I'm gla dyou'll be there Larry. Your old man mentioned to me that you might be there. I'm still new at the tourney thing, if I have an emergency, (boat wise) can I call you?


----------



## Bassnpro1 (Apr 6, 2004)

I was just fishing Griggs( ten miles south on the Scioto) and it is fine. Actually it was perfect fishing conditions. Oshay should be in even better shape since it is wider. 

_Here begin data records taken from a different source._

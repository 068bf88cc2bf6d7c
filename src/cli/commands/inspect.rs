//! Inspect command - Print a stored policy

use std::path::PathBuf;

use anyhow::{Context, Result, bail};
use clap::Parser;

use crate::{
    app::App,
    cli::output::{print_kv, print_section, print_subsection},
    neural::{NetworkParameters, QNetwork},
    policy::{SavedPolicy, TrainedPolicy},
    q_learning::ActionValueTable,
};

#[derive(Parser, Debug)]
#[command(about = "Print a stored opponent policy")]
pub struct InspectArgs {
    /// Policy file written by `pacer train`
    pub policy: PathBuf,

    /// Only list states whose values moved away from zero
    #[arg(long)]
    pub visited_only: bool,

    /// Evaluate a network policy at `position,relative,time_ms`
    #[arg(long, value_delimiter = ',', num_args = 3)]
    pub probe: Option<Vec<f32>>,
}

fn print_metadata(saved: &SavedPolicy) {
    let metadata = &saved.metadata;
    print_kv("Format version", &saved.version.to_string());
    print_kv("Policy", saved.policy.kind());
    if let Some(player) = &metadata.player_id {
        print_kv("Player", player);
    }
    if let Some(episodes) = metadata.episodes_trained {
        print_kv("Episodes", &episodes.to_string());
    }
    if let Some(steps) = metadata.steps {
        print_kv("Steps", &steps.to_string());
    }
    if let Some(reward) = metadata.cumulative_reward {
        print_kv("Cumulative reward", &reward.to_string());
    }
    if let Some(seed) = metadata.seed {
        print_kv("Seed", &seed.to_string());
    }
}

fn print_table(table: &ActionValueTable, visited_only: bool) {
    print_subsection(&format!(
        "Action values (α = {}, γ = {})",
        table.learning_rate(),
        table.discount_factor()
    ));
    println!("  {:>8} {:>12} {:>12}  greedy", "state", "drive", "boost");
    for (state, row) in table.iter() {
        if visited_only && row.iter().all(|&q| q == 0.0) {
            continue;
        }
        println!(
            "  {:>8} {:>12.5} {:>12.5}  {}",
            state.to_string(),
            row[0],
            row[1],
            table.greedy_action(state)
        );
    }
    println!("\n  {} of 60 entries visited", table.visited());
}

fn print_network(parameters: &NetworkParameters, probe: Option<&[f32]>) -> Result<()> {
    print_subsection("Network");
    print_kv(
        "Layers",
        &format!(
            "{}-{}-{}",
            parameters.input_size(),
            parameters.hidden_size(),
            parameters.output_size()
        ),
    );

    if let Some(probe) = probe {
        let &[position, relative, time_ms] = probe else {
            bail!("--probe expects exactly three values");
        };
        let network = QNetwork::from_parameters(parameters.clone());
        let pass = network.forward(probe)?;
        print_kv(
            "Q(drive, boost)",
            &format!("{:.5}, {:.5}", pass.output[0], pass.output[1]),
        );
        print_kv(
            "Greedy action",
            &network
                .best_action(position, relative, time_ms)?
                .to_string(),
        );
    }
    Ok(())
}

pub fn execute(args: InspectArgs) -> Result<()> {
    let app = App::new();
    let saved = app
        .load_policy(&args.policy)
        .with_context(|| format!("Failed to load policy {}", args.policy.display()))?;

    print_section(&format!("Policy {}", args.policy.display()));
    print_metadata(&saved);

    match &saved.policy {
        TrainedPolicy::Tabular(table) => print_table(table, args.visited_only),
        TrainedPolicy::Network(parameters) => print_network(parameters, args.probe.as_deref())?,
    }
    Ok(())
}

I caught a three lb flathead while bass fishing as well so good luck!


----------



## Jammer (Feb 10, 2006)

Good luck, Bryan.
I won't make it this week, have to work. 
I heard they caught a lot last week and it can only get better.:F


----------



## FINMAN (Apr 14, 2004)

We went up Thurs night and the level was up with floating debris, but the water was not muddy. Mild current.


----------



## H2O Mellon (Apr 5, 2004)

Is the weather going to hold out? I hate fishing in storms, rain I can handle, but I don't like the lightning!


----------



## The Real Riverking (Jul 4, 2007)

Hey Randy(Fishinfreak) too bad you cant make it to the ACATS tourny tonight..But good luck on the scioto tourny, hope you tear them up.


----------



## Fishinfreak (Oct 12, 2004)

The Real Riverking said:


> Hey Randy(Fishinfreak) too bad you cant make it to the ACATS tourny tonight..But good luck on the scioto tourny, hope you tear them up.

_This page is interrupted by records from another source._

//! MessagePack file sink for trained policies.

use std::{
    fs::{self, File},
    io::{BufReader, BufWriter, Write},
    path::{Path, PathBuf},
};

use log::info;

use crate::{Error, Result, policy::SavedPolicy, ports::PolicySink};

/// Writes the trained policy to a single MessagePack file.
///
/// # Examples
///
/// ```no_run
/// use pacer::adapters::MsgPackPolicyStore;
///
/// let store = MsgPackPolicyStore::new("opponent.msgpack");
/// let saved = store.load()?;
/// println!("{} policy", saved.policy.kind());
/// # Ok::<(), pacer::Error>(())
/// ```
#[derive(Debug, Clone)]
pub struct MsgPackPolicyStore {
    path: PathBuf,
}

impl MsgPackPolicyStore {
    pub fn new(path: impl Into<PathBuf>) -> Self {
        Self { path: path.into() }
    }

    pub fn path(&self) -> &Path {
        &self.path
    }

    /// Read back a stored policy.
    ///
    /// # Errors
    ///
    /// Returns an error if the file cannot be read, cannot be decoded or was
    /// written by an incompatible format version.
    pub fn load(&self) -> Result<SavedPolicy> {
        let file = File::open(&self.path).map_err(|source| Error::Io {
            operation: format!("open file {:?}", self.path),
            source,
        })?;

        SavedPolicy::read_from(BufReader::new(file))
    }
}

impl PolicySink for MsgPackPolicyStore {
    fn store(&self, policy: &SavedPolicy) -> Result<()> {
        if let Some(parent) = self.path.parent().filter(|p| !p.as_os_str().is_empty()) {
            fs::create_dir_all(parent).map_err(|source| Error::Io {
                operation: format!("create directory {parent:?}"),
                source,
            })?;
        }

        let file = File::create(&self.path).map_err(|source| Error::Io {
            operation: format!("create file {:?}", self.path),
            source,
        })?;
        let mut writer = BufWriter::new(file);

        policy.write_to(&mut writer)?;
        writer.flush().map_err(|source| Error::Io {
            operation: format!("flush policy file {:?}", self.path),
            source,
        })?;

        info!("stored {} policy at {}", policy.policy.kind(), self.path.display());
        Ok(())
    }
}

#[cfg(test)]
mod tests {
    use tempfile::tempdir;

    use super::*;
    use crate::{
        policy::{TrainedPolicy, TrainingMetadata},
        q_learning::ActionValueTable,
        types::{Action, DiscreteState},
    };

    #[test]
    fn test_store_and_load() {
        let dir = tempdir().unwrap();
        let store = MsgPackPolicyStore::new(dir.path().join("nested/opponent.msgpack"));

        let mut table = ActionValueTable::new(0.05, 0.9);
        let state = DiscreteState::new(12).unwrap();
        table.set(state, Action::Boost, 2.0);
        let saved = SavedPolicy::new(
            TrainedPolicy::Tabular(table),
            TrainingMetadata {
                player_id: Some("ada".to_string()),
                ..TrainingMetadata::default()
            },
        );

        store.store(&saved).unwrap();
        let loaded = store.load().unwrap();

        assert_eq!(loaded, saved);
        assert_eq!(loaded.policy.tabular_action(state), Some(Action::Boost));
    }

    #[test]
    fn test_load_missing_file() {
        let dir = tempdir().unwrap();
        let store = MsgPackPolicyStore::new(dir.path().join("absent.msgpack"));
        assert!(matches!(store.load(), Err(Error::Io { .. })));
    }

    #[cfg(target_os = "linux")]
    #[test]
    fn test_store_reports_failed_write() {
        // Small policies sit in the write buffer until flushed
        let store = MsgPackPolicyStore::new("/dev/full");
        let saved = SavedPolicy::new(
            TrainedPolicy::Tabular(ActionValueTable::new(0.05, 0.9)),
            TrainingMetadata::default(),
        );

        let result = store.store(&saved);

        assert!(
            matches!(result, Err(Error::Io { ref operation, .. }) if operation.starts_with("flush")),
            "unexpected result: {result:?}"
        );
    }
}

Matt ran out of time and didn`t get to head north and try something different.Good luck to you on the river tonite.


----------



## Fishinfreak (Oct 12, 2004)

Anyone know how the tourny on O`Shay went.Wanted to try up there just could not make it in time. Looks like a nice place to fish.


----------



## firecat (Apr 7, 2004)

Rick and Dave won another tourney. My brother in law and I came in 2nd place and had the big fish of the tourney with a 8.5lb channel cat. I believe Rick and Dave had 44lbs and Chuck and I had 38. I can't remember what 3rd had but I think it was Steelwolve from here on the board. I also caught one of the largest bullheads I have ever seen. I weighed it on my scale at 2.5 lbs. Big old fat bullhead. I believe somebody got a picture of it. We had a good night though. Those tourneys are alot of fun and pretty close to home for me. Good luck everyone.


Larry


----------



## H2O Mellon (Apr 5, 2004)

My dad and I were on the way, in fact we were on I675 @ 5PM, but after talking to one person from Westerville and having two others call me about the Tornado warnings, we turned around and fished the GMR. I have a bog time phobia about tornados. I figured the tourney would have been cancelled.

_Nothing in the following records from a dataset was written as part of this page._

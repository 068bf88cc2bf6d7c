//! CLI infrastructure for the opponent trainer
//!
//! This module provides the command-line interface for training opponents
//! from recorded races and inspecting the stored policies.

pub mod commands;
pub mod output;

Godd luck to you guys in the big one!


----------



## Jammer (Feb 10, 2006)

Dave and Rick AGAIN!! We might as well hand our money to them when we get there and just go fish for fun. 
Hope to see some of you at the big final. Can't wait. I've got some more money for D & R. :F


----------



## firecat (Apr 7, 2004)

You should have called me! I could have told you to keep going because the storms were already passing through the area. The bite was pretty good up to about 10pm and then they just seemed to have shut down. It will be a good tournament in two weeks. Hopefully the fish will cooperate with us.


Larry


----------



## H2O Mellon (Apr 5, 2004)

Larry,

I didnt have your phone # with me & tried calling Doc, but he was at a weigh in.


----------



## FINMAN (Apr 14, 2004)

Larry - That was the biggest bullhead I had ever seen. What a brute! 
Congrats on 2nd _and_ big fish your payout was better than ours!


----------



## firecat (Apr 7, 2004)

Yes I agree I have never seen a bullhead that big and when I got it to the boat I first thought it was a little flathead by the color but then I saw that it wasn't a flatty. Yeah I didn't realize how well big fish paid.


Larry


----------



## buckifan43221 (May 27, 2006)

I would also agree on the bullhead. It was the biggest I had seen. Follow this link to see pics of the bullhead. 

http://ohiocatfish.com/082507pictures.aspx

Larry, you are correct on third. It was Steelwolve. He had 21lbs. Results should be posted now. 

Thanks to everyone for a great year. We will be doing it again next year for sure. I imagine things will go even better next year. Hopefully a lot of the folks that couldn't make it out this year will be able to come to some next year. 

Be sure to check the post about the championship as well.


----------



## H2O Mellon (Apr 5, 2004)

man, I know what you guys mean, that does look like a small flathead. WOW!


----------